WHAT TO DO
Please restate exactly what appears in the records below from the first line to the line where "pub mod validation;" is, that line included.

AVAILABLE DATA
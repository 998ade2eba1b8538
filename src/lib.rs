//! oasgen Core - OpenAPI Document Generation Step
//!
//! # Guarantees
//! 1. Validation Runs First
//! 2. One Engine Call Per Invocation
//! 3. All Or Nothing: a dirty diagnostics report writes no files
//! 4. Deterministic File Names And Order
//! 5. One Aggregated Error Per Failed Generation

pub mod options;
pub mod validation;
pub mod xml;
pub mod document;
mod swagger;
pub mod engine;
pub mod hashing;
pub mod pipeline;

pub use options::{GenerationRequest, GenerationParameters, SpecVersion, OutputFormat};
pub use validation::{InputValidator, TokenPolicy, Validated, ValidationReport, ValidationViolation};
pub use document::{OpenApiDocument, SerializeError, serialize_document};
pub use xml::{LoadError, XmlDocument};
pub use engine::{
    DocumentVariant, EngineInput, EngineOutput, GenerationDiagnostics, GenerationEngine,
    ProcessEngine,
};
pub use pipeline::{AggregatedGenerationError, GenerationPipeline, OutputManifest, PipelineError};

pub const VERSION: &str = env!("CARGO_PKG_VERSION");
pub const DEFAULT_FILE_PREFIX: &str = "OpenApiDocument";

SOLUTION
repository 998ade2eba1b8538
filename src/lib.rs
//! oasgen Core - OpenAPI Document Generation Step
//!
//! # Guarantees
//! 1. Validation Runs First
//! 2. One Engine Call Per Invocation
//! 3. All Or Nothing: a dirty diagnostics report writes no files
//! 4. Deterministic File Names And Order
//! 5. One Aggregated Error Per Failed Generation

pub mod options;
pub mod validation;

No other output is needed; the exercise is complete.